■ **Aim of the task**
Work out how many lines in the records below include the string "commands", and reply with that number alone.

■ **Supplied data**

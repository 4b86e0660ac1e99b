//! Headless driver for the vantage interaction engine.
//!
//! Loads a scene description, a focus registry and options, replays a
//! script of input steps with simulated frames in between, and logs the
//! focus state, panel and camera after every step.
//!
//! ```text
//! RUST_LOG=debug vantage assets/scene.toml --step click:486,284 --step reset
//! vantage --options presets/calm.toml --save-options out.toml --dump-schema schema.json
//! ```
//!
//! Frames are simulated on a fixed step unless `--realtime` paces them
//! against the wall clock.

use std::fmt;
use std::path::{Path, PathBuf};
use std::process::ExitCode;
use std::str::FromStr;

use clap::Parser;
use vantage::input::{InputEvent, MouseButton};
use vantage::options::Options;
use vantage::panel::LogPanel;
use vantage::picking::ViewportRect;
use vantage::registry::FocusRegistry;
use vantage::scene::SceneDescription;
use vantage::util::frame_timing::FrameClock;
use vantage::{VantageError, ViewerEngine};

const BUNDLED_REGISTRY: &str = include_str!("../assets/registry.toml");

#[derive(Parser)]
#[command(name = "vantage")]
#[command(about = "Replay scripted picks against a scene without rendering")]
struct Cli {
    /// Scene description (.toml or .json).
    #[arg(required_unless_present_any = ["dump_schema", "save_options", "list_presets"])]
    scene: Option<PathBuf>,
    /// Focus registry (.toml or .json). Defaults to the bundled registry.
    #[arg(long)]
    registry: Option<PathBuf>,
    /// Options preset (.toml).
    #[arg(long)]
    options: Option<PathBuf>,
    /// Viewport size as WIDTHxHEIGHT.
    #[arg(long, default_value = "800x600", value_parser = parse_size)]
    viewport: (f32, f32),
    /// Script step: click:X,Y | touch:X,Y | key:NAME | overlay | wait:SECS.
    #[arg(long = "step")]
    steps: Vec<Step>,
    /// Simulated frame rate.
    #[arg(long, default_value_t = 60)]
    fps: u32,
    /// Seconds simulated after every step.
    #[arg(long, default_value_t = 1.5)]
    settle: f32,
    /// Pace frames against the wall clock instead of a fixed step.
    #[arg(long)]
    realtime: bool,
    /// Write the options JSON schema to this file.
    #[arg(long, value_name = "PATH")]
    dump_schema: Option<PathBuf>,
    /// Write the effective options to this TOML file.
    #[arg(long, value_name = "PATH")]
    save_options: Option<PathBuf>,
    /// Log the option presets found in this directory.
    #[arg(long, value_name = "DIR")]
    list_presets: Option<PathBuf>,
}

#[derive(Debug, Clone, PartialEq)]
enum Step {
    Click(f32, f32),
    Touch(f32, f32),
    Key(String),
    Overlay,
    Wait(f32),
}

impl FromStr for Step {
    type Err = String;

    fn from_str(s: &str) -> Result<Self, Self::Err> {
        let (kind, arg) = s.split_once(':').unwrap_or((s, ""));
        match kind {
            "click" => parse_point(arg).map(|(x, y)| Self::Click(x, y)),
            "touch" => parse_point(arg).map(|(x, y)| Self::Touch(x, y)),
            "key" if !arg.is_empty() => Ok(Self::Key(arg.to_owned())),
            "overlay" => Ok(Self::Overlay),
            "wait" => arg
                .parse()
                .map(Self::Wait)
                .map_err(|e| format!("bad wait '{arg}': {e}")),
            _ => Err(format!("unknown step '{s}'")),
        }
    }
}

impl fmt::Display for Step {
    fn fmt(&self, f: &mut fmt::Formatter<'_>) -> fmt::Result {
        match self {
            Self::Click(x, y) => write!(f, "click at ({x}, {y})"),
            Self::Touch(x, y) => write!(f, "touch at ({x}, {y})"),
            Self::Key(key) => write!(f, "key {key}"),
            Self::Overlay => f.write_str("overlay click"),
            Self::Wait(secs) => write!(f, "wait {secs}s"),
        }
    }
}

fn parse_point(s: &str) -> Result<(f32, f32), String> {
    let (x, y) = s
        .split_once(',')
        .ok_or_else(|| format!("expected X,Y but got '{s}'"))?;
    let x = x.trim().parse().map_err(|e| format!("bad x '{x}': {e}"))?;
    let y = y.trim().parse().map_err(|e| format!("bad y '{y}': {e}"))?;
    Ok((x, y))
}

fn parse_size(s: &str) -> Result<(f32, f32), String> {
    let (w, h) = s
        .split_once('x')
        .ok_or_else(|| format!("expected WIDTHxHEIGHT but got '{s}'"))?;
    let w: f32 = w.parse().map_err(|e| format!("bad width '{w}': {e}"))?;
    let h: f32 = h.parse().map_err(|e| format!("bad height '{h}': {e}"))?;
    if w <= 0.0 || h <= 0.0 {
        return Err(format!("viewport must be positive, got '{s}'"));
    }
    Ok((w, h))
}

/// Run frames until `seconds` of simulated time have passed.
fn simulate(
    engine: &mut ViewerEngine<LogPanel>,
    clock: &mut FrameClock,
    seconds: f32,
) {
    let mut elapsed = 0.0;
    while elapsed < seconds {
        let wait = clock.time_until_next_frame();
        if !wait.is_zero() {
            std::thread::sleep(wait);
        }
        let dt = clock.tick();
        if dt <= 0.0 {
            continue;
        }
        elapsed += dt;
        let _ = engine.tick(dt);
    }
}

fn inputs_for(step: &Step) -> Vec<InputEvent> {
    match step {
        Step::Click(x, y) => vec![
            InputEvent::CursorMoved { x: *x, y: *y },
            InputEvent::MouseButton {
                button: MouseButton::Left,
                pressed: true,
            },
            InputEvent::MouseButton {
                button: MouseButton::Left,
                pressed: false,
            },
        ],
        Step::Touch(x, y) => vec![InputEvent::TouchStart { x: *x, y: *y }],
        Step::Key(key) => vec![InputEvent::KeyPressed { key: key.clone() }],
        Step::Overlay => vec![InputEvent::OverlayClicked],
        Step::Wait(_) => Vec::new(),
    }
}

fn report(engine: &ViewerEngine<LogPanel>) {
    let pose = engine.camera_controller().pose();
    log::info!(
        "state={:?} panel={:?} eye={:.1?} target={:.1?}",
        engine.focus_state(),
        engine.panel().shown_payload().map(|p| p.title.as_str()),
        pose.position,
        pose.look_at,
    );
}

fn write_schema(path: &Path) -> Result<(), VantageError> {
    let schema = serde_json::to_string_pretty(&Options::json_schema())
        .map_err(|e| VantageError::OptionsParse(e.to_string()))?;
    std::fs::write(path, schema)?;
    log::info!("wrote options schema to {}", path.display());
    Ok(())
}

fn run(cli: &Cli) -> Result<(), VantageError> {
    let options = match &cli.options {
        Some(path) => Options::load(path)?,
        None => Options::default(),
    };
    if let Some(dir) = &cli.list_presets {
        let presets = Options::list_presets(dir);
        if presets.is_empty() {
            log::info!("no presets in {}", dir.display());
        }
        for name in presets {
            log::info!("preset {name}");
        }
    }
    if let Some(path) = &cli.dump_schema {
        write_schema(path)?;
    }
    if let Some(path) = &cli.save_options {
        options.save(path)?;
        log::info!("saved options to {}", path.display());
    }
    let Some(scene_path) = &cli.scene else {
        return Ok(());
    };

    let registry = match &cli.registry {
        Some(path) => FocusRegistry::load(path)?,
        None => FocusRegistry::from_toml_str(BUNDLED_REGISTRY)?,
    };
    let (scene, root) = SceneDescription::load(scene_path)?.build()?;

    let mut engine = ViewerEngine::new(options, registry, LogPanel);
    let (width, height) = cli.viewport;
    engine.set_viewport(ViewportRect::from_size(width, height));
    engine.on_model_loaded(scene, root);
    report(&engine);

    let mut clock = if cli.realtime {
        FrameClock::new(cli.fps)
    } else {
        FrameClock::fixed(cli.fps)
    };
    for step in &cli.steps {
        log::info!("-- {step}");
        for event in inputs_for(step) {
            let _ = engine.handle_input(event);
        }
        let wait = match step {
            Step::Wait(secs) => *secs,
            _ => cli.settle,
        };
        simulate(&mut engine, &mut clock, wait);
        report(&engine);
    }
    Ok(())
}

fn main() -> ExitCode {
    env_logger::Builder::from_env(
        env_logger::Env::default().default_filter_or("info"),
    )
    .init();

    let cli = Cli::parse();
    match run(&cli) {
        Ok(()) => ExitCode::SUCCESS,
        Err(e) => {
            log::error!("{e}");
            ExitCode::FAILURE
        }
    }
}
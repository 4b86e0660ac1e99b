//! Input handling: event types, drag detection, and the input processor
//! that converts raw window events into engine commands.

/// Platform-agnostic input events.
pub mod event;
/// Bindable key actions.
pub mod keyboard;
/// Cursor tracking and click-versus-drag detection.
pub(crate) mod mouse;
/// Converts raw events into engine commands.
pub mod processor;

pub use event::{InputEvent, MouseButton};
pub use keyboard::KeyAction;
pub use processor::InputProcessor;
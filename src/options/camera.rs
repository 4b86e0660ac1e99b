use schemars::JsonSchema;
use serde::{Deserialize, Serialize};

#[derive(Debug, Clone, Serialize, Deserialize, PartialEq, JsonSchema)]
#[schemars(title = "Camera", inline)]
#[serde(default)]
/// Camera projection and orbit-control parameters.
pub struct CameraOptions {
    /// Vertical field of view in degrees.
    #[schemars(title = "Field of View", range(min = 20.0, max = 90.0), extend("step" = 1.0))]
    pub fovy: f32,
    /// Near clipping plane distance.
    #[schemars(skip)]
    pub znear: f32,
    /// Far clipping plane distance.
    #[schemars(skip)]
    pub zfar: f32,
    /// Orbit rotation in radians per pixel of drag.
    #[schemars(title = "Rotate Speed", range(min = 0.001, max = 0.05), extend("step" = 0.001))]
    pub rotate_speed: f32,
    /// Zoom sensitivity multiplier.
    #[schemars(title = "Zoom Speed", range(min = 0.01, max = 0.5), extend("step" = 0.01))]
    pub zoom_speed: f32,
    /// Closest orbit distance reachable by zooming.
    #[schemars(title = "Min Distance", range(min = 0.0))]
    pub min_distance: f32,
    /// Farthest orbit distance reachable by zooming.
    #[schemars(title = "Max Distance", range(min = 1.0))]
    pub max_distance: f32,
    /// Turntable rotation while idle in the overview.
    #[schemars(title = "Auto Rotate")]
    pub auto_rotate: bool,
    /// Turntable speed in degrees per second.
    #[schemars(title = "Auto Rotate Speed", range(min = 0.0, max = 90.0), extend("step" = 0.5))]
    pub auto_rotate_speed: f32,
    /// Initial framing distance as a multiple of the model's bounding
    /// diagonal.
    #[schemars(skip)]
    pub initial_distance_factor: f32,
}

impl Default for CameraOptions {
    fn default() -> Self {
        Self {
            fovy: 45.0,
            znear: 0.1,
            zfar: 5000.0,
            rotate_speed: 0.005,
            zoom_speed: 0.1,
            min_distance: 50.0,
            max_distance: 2000.0,
            auto_rotate: true,
            auto_rotate_speed: 4.8,
            initial_distance_factor: 1.5,
        }
    }
}
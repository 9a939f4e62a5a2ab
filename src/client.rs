/// Report client: one GET per video id, every failure collapses to "no result"
use thiserror::Error;

use crate::config::PopupConfig;
use crate::lifetime::PopupLifetime;
use crate::report::Report;
use crate::video_id::VideoId;

/// Status and body of a completed HTTP exchange
#[derive(Debug, Clone, PartialEq, Eq)]
pub struct HttpResponse {
    pub status: u16,
    pub body: String,
}

impl HttpResponse {
    pub fn new(status: u16, body: impl Into<String>) -> Self {
        HttpResponse {
            status,
            body: body.into(),
        }
    }

    pub fn is_success(&self) -> bool {
        (200..300).contains(&self.status)
    }
}

/// Why a fetch produced no report
#[derive(Debug, Error)]
pub enum FetchError {
    #[error("request cancelled because the popup closed")]
    Cancelled,
    #[error("transport failure: {0}")]
    Transport(String),
    #[error("backend answered with status {0}")]
    Status(u16),
    #[error("response body was empty")]
    EmptyBody,
    #[error("malformed report payload: {0}")]
    Malformed(#[from] serde_json::Error),
    #[error("payload carried no analysis")]
    EmptyReport,
}

/// Issues a single GET and hands back whatever the server answered
///
/// Implementations should abort the request when `lifetime` closes and
/// report that as [`FetchError::Cancelled`].
#[allow(async_fn_in_trait)]
pub trait Transport {
    async fn get(&self, url: &str, lifetime: &PopupLifetime) -> Result<HttpResponse, FetchError>;
}

pub struct ReportClient<T> {
    transport: T,
    base_url: String,
}

impl<T: Transport> ReportClient<T> {
    pub fn new(transport: T, config: &PopupConfig) -> Self {
        ReportClient {
            transport,
            base_url: config.base_url.clone(),
        }
    }

    pub fn transport(&self) -> &T {
        &self.transport
    }

    /// Endpoint for `id`; the id alphabet needs no percent-encoding
    pub fn report_url(&self, id: &VideoId) -> String {
        if self.base_url.ends_with('/') {
            format!("{}{}", self.base_url, id)
        } else {
            format!("{}/{}", self.base_url, id)
        }
    }

    /// Fetch the report for `id`, or `None` when there is nothing to show.
    pub async fn fetch_report(&self, id: &VideoId, lifetime: &PopupLifetime) -> Option<Report> {
        match self.try_fetch(id, lifetime).await {
            Ok(report) => Some(report),
            Err(e @ (FetchError::Transport(_) | FetchError::Malformed(_))) => {
                log::warn!("No report for {}: {}", id, e);
                None
            }
            Err(e) => {
                log::debug!("No report for {}: {}", id, e);
                None
            }
        }
    }

    /// Like [`fetch_report`](Self::fetch_report) but keeps the reason for an empty result.
    pub async fn try_fetch(&self, id: &VideoId, lifetime: &PopupLifetime) -> Result<Report, FetchError> {
        if lifetime.is_closed() {
            return Err(FetchError::Cancelled);
        }

        let url = self.report_url(id);
        log::debug!("Requesting report: {}", url);

        let response = self.transport.get(&url, lifetime).await?;
        if lifetime.is_closed() {
            return Err(FetchError::Cancelled);
        }

        if !response.is_success() {
            return Err(FetchError::Status(response.status));
        }
        if response.body.trim().is_empty() {
            return Err(FetchError::EmptyBody);
        }

        match Report::from_json(&response.body)? {
            Some(report) if !report.is_empty() => Ok(report),
            _ => Err(FetchError::EmptyReport),
        }
    }
}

■ **Answer section**
2